Potsdamer Neueste Nachrichten 28.08.07

 

Potsdam investiert in neue Schulen

In Brandenburg sind in den letzten sechs Jahren 320 Schulen geschlossen worden – Potsdam baut nun neu

Potsdam - Das Potsdamer Schulnetz soll in den nächsten Jahren saniert und ausgebaut werden. Nach gut einem Jahrzehnt der Schulschließungen plant die Verwaltung nun erstmals wieder einen Schulneubau. Das neue Gebäude im Stadtteil Bornstedter Feld soll elf Millionen Euro kosten und 2010 eröffnen. Damit wäre Potsdam nach Stahnsdorf, Dallgow-Döberitz und Falkensee landesweit die vierte Kommune, die seit 1999 eine neue Schule eröffnet. Zum Vergleich: In Brandenburg sind in den vergangenen sechs Jahren wegen sinkender Schülerzahlen 320 staatliche Schulen geschlossen worden.
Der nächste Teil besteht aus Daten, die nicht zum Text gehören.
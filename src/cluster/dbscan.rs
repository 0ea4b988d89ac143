//! DBSCAN: Density-Based Spatial Clustering of Applications with Noise.
//!
//! # The Algorithm (Ester et al., 1996)
//!
//! DBSCAN groups points based on neighborhood density. Unlike k-means, it:
//!
//! - Discovers clusters of arbitrary shape
//! - Automatically determines the number of clusters
//! - Identifies noise points (outliers)
//!
//! ## Core Concepts
//!
//! - **Epsilon (ε)**: Maximum distance between two points to be neighbors.
//! - **MinSamples**: Minimum neighborhood size (the point itself counts) for
//!   a point to be "core".
//! - **Core point**: Has at least MinSamples neighbors within ε.
//! - **Border point**: Within ε of a core point but not core itself.
//! - **Noise point**: Neither core nor border.
//!
//! ## Algorithm Steps
//!
//! 1. Precompute the full pairwise distance matrix.
//! 2. For each unvisited point P, in input order:
//!    - Find neighbors within ε (ascending index scan, P included)
//!    - If |neighbors| < MinSamples, mark as noise (may change later)
//!    - Else P is core: open a new cluster, expand through its neighborhood
//!
//! ## Determinism
//!
//! The traversal order, the ascending-index neighbor scan, and the
//! append-order worklist are all part of the contract, not implementation
//! accidents. Cluster membership of interior points is order-independent,
//! but a border point reachable from two clusters joins whichever expansion
//! reaches it first. Two runs over the same input produce bit-identical
//! label arrays.
//!
//! ## Complexity
//!
//! O(n²) time and space for the dense distance matrix. Acceptable for
//! interactive point counts (a few thousand); larger inputs are the caller's
//! problem to downsample or index.
//!
//! ## References
//!
//! Ester et al. (1996). "A Density-Based Algorithm for Discovering Clusters
//! in Large Spatial Databases with Noise." KDD-96.

use log::debug;

use super::traits::Clustering;
use super::util::DistanceMatrix;
use crate::error::{Error, Result};
use crate::point::Point;

/// Label value for noise / unclassified points.
pub const NOISE: i32 = -1;

/// DBSCAN clustering algorithm.
#[derive(Debug, Clone)]
pub struct Dbscan {
    /// Epsilon: maximum distance for neighborhood membership.
    eps: f32,
    /// Minimum neighborhood size (self included) for core point classification.
    min_samples: usize,
}

/// Result of a DBSCAN fit.
#[derive(Debug, Clone)]
pub struct DbscanFit {
    /// One label per input point: [`NOISE`] or a cluster id in `0..n_clusters`.
    pub labels: Vec<i32>,
    /// Number of clusters created, ids numbered contiguously from 0 in
    /// creation order.
    pub n_clusters: usize,
    /// Number of points left labeled [`NOISE`].
    pub n_noise: usize,
}

impl Dbscan {
    /// Create a new DBSCAN clusterer.
    ///
    /// # Arguments
    ///
    /// * `eps` - Maximum distance between two points to be neighbors.
    ///   `eps = 0` is legal and reduces every neighborhood to the point itself.
    /// * `min_samples` - Minimum neighborhood size, counting the point itself,
    ///   for a point to qualify as a density core. Must be at least 1.
    pub fn new(eps: f32, min_samples: usize) -> Self {
        Self { eps, min_samples }
    }

    /// Set epsilon (neighborhood radius).
    pub fn with_eps(mut self, eps: f32) -> Self {
        self.eps = eps;
        self
    }

    /// Set the minimum neighborhood size for core classification.
    pub fn with_min_samples(mut self, min_samples: usize) -> Self {
        self.min_samples = min_samples;
        self
    }

    /// Cluster the points, returning labels and the cluster count.
    ///
    /// # Errors
    ///
    /// - [`Error::EmptyInput`] if `points` is empty.
    /// - [`Error::InvalidParameter`] for negative or NaN `eps`, or
    ///   `min_samples == 0`.
    pub fn fit(&self, points: &[Point]) -> Result<DbscanFit> {
        let n = points.len();
        if n == 0 {
            return Err(Error::EmptyInput);
        }

        if !(self.eps >= 0.0) {
            return Err(Error::InvalidParameter {
                name: "eps",
                message: "must be a nonnegative number",
            });
        }

        if self.min_samples == 0 {
            return Err(Error::InvalidParameter {
                name: "min_samples",
                message: "must be at least 1",
            });
        }

        let dist = DistanceMatrix::build(points);
        let mut labels = vec![NOISE; n];
        let mut visited = vec![false; n];
        let mut cluster_id: i32 = 0;

        for i in 0..n {
            if visited[i] {
                continue;
            }
            visited[i] = true;

            let neighbors = dist.neighbors_within(i, self.eps);
            if neighbors.len() < self.min_samples {
                // Stays NOISE for now; a later expansion may still claim it
                // as a border point.
                continue;
            }

            labels[i] = cluster_id;
            self.expand_cluster(&dist, neighbors, &mut labels, &mut visited, cluster_id);
            cluster_id += 1;
        }

        let n_clusters = cluster_id as usize;
        let n_noise = labels.iter().filter(|&&l| l == NOISE).count();
        debug!(
            "dbscan: {} points, eps={}, min_samples={} -> {} clusters, {} noise",
            n, self.eps, self.min_samples, n_clusters, n_noise
        );

        Ok(DbscanFit {
            labels,
            n_clusters,
            n_noise,
        })
    }

    /// Grow cluster `cluster_id` outward from a core point's neighborhood.
    ///
    /// The worklist is processed in append order and is duplicate-guarded by
    /// an index bitset, so it is finite: the point set and distances are
    /// static and each index enters at most once. A previously-noise point
    /// taken from the worklist is upgraded to this cluster (first-writer-wins
    /// border assignment); an unvisited point joins the cluster and, if it is
    /// itself core, contributes its neighborhood to the worklist.
    fn expand_cluster(
        &self,
        dist: &DistanceMatrix,
        seeds: Vec<usize>,
        labels: &mut [i32],
        visited: &mut [bool],
        cluster_id: i32,
    ) {
        let mut queued = vec![false; dist.len()];
        let mut worklist = seeds;
        for &q in &worklist {
            queued[q] = true;
        }

        let mut head = 0;
        while head < worklist.len() {
            let q = worklist[head];
            head += 1;

            if labels[q] == NOISE {
                labels[q] = cluster_id;
            }

            if visited[q] {
                continue;
            }
            visited[q] = true;
            labels[q] = cluster_id;

            let neighbors = dist.neighbors_within(q, self.eps);
            if neighbors.len() >= self.min_samples {
                for nb in neighbors {
                    if !queued[nb] {
                        queued[nb] = true;
                        worklist.push(nb);
                    }
                }
            }
        }
    }
}

impl Clustering for Dbscan {
    fn fit_predict(&self, points: &[Point]) -> Result<Vec<i32>> {
        Ok(self.fit(points)?.labels)
    }

    /// DBSCAN discovers clusters dynamically, so this returns 0.
    ///
    /// The actual count is [`DbscanFit::n_clusters`] after [`Dbscan::fit`].
    fn n_clusters(&self) -> usize {
        0
    }
}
Während staatliche Einrichtung reihenweise geschlossen werden, zuletzt 39 in diesem Sommer, sind Privatschulen an deren Stelle getreten. 58 Schulen in privater Trägerschaft haben laut Bildungsministerium seit 2001 in Brandenburg eröffnet. Mehr als ein Dutzend an Standorten zuvor geschlossener staatlicher Einrichtungen. Inzwischen gibt es landesweit 100 Privatschulen, deren Schülerzahl werde laut Bildungsministerium in einigen Jahren bei 7,5 Prozent aller Brandenburgischer Schüler liegen. Allein in Potsdam ist jede dritte Grundschule eine Schule in freier Trägerschaft.

Ein bekanntes Privatschulprojekt gilt in Fachkreisen dagegen inzwischen als endgültig gescheitert: Das von der katholischen Personalprälatur Opus Dei in Potsdam geplante Jungengymnasium. Wie Stephan Breiding vom Bildungsministerium bestätigte, habe die Gründunginitiative zwar Klage eingereicht, aber keine Einstweilige Verfügung beantragt. Das Ministerium hatte die Eröffnung der Schule zuvor untersagt. Nun muss die Elterninitiative auf eine Entscheidung der Klage in einigen Jahren warten, bevor die Schule eröffnet werden könnte. Die Gründung einer Opus-Dei-Schule mit Geschlechtertrennung stieß zuletzt auf große Kritik.

Das für die Jungenschule vorgesehene Grundstück in den Ruinenbergkasernen „wird eine andere Nutzung bekommen“, sagte Potsdams Bildungsdezernentin Gabriele Fischer gestern. Sie kündigte zudem weitere Schulsanierungen für die kommenden Jahre an. Neben dem Neubau für elf Millionen Euro sollen 5,6 Millionen Euro in den Schulstandort Burgstraße fließen. Weitere zehn Millionen Euro würden bis 2011 noch ohne konkrete Projekte zur Verfügung stehen.

Geld für die Sanierungen soll auch aus dem vier Milliarden Euro schweren Bundesprogramm zum Aufbau von Ganztagsschulen kommen. 130 Millionen Euro stehen Brandenburg zur Verfügung, davon erhielt gestern die Internationale Schule Kleinmachnow eine Million Euro für den Neubau einer multifunktionalen Mehrzweckhalle. Noch bis Ende diesen Jahres können Schulträger Mittel aus dem Förderprogramm für Ganztagsschulen beantragen. „Einige, die zögerlich waren, werden der Chance nachtrauern“, sagte Bildungsminister Holger Rupprecht gestern in Kleinmachnow. Zwar werde er dafür plädieren, dass Brandenburg ein eigenes Folgeprogramm startet. Doch es sei völlig offen, ob das Land dies leisten kann.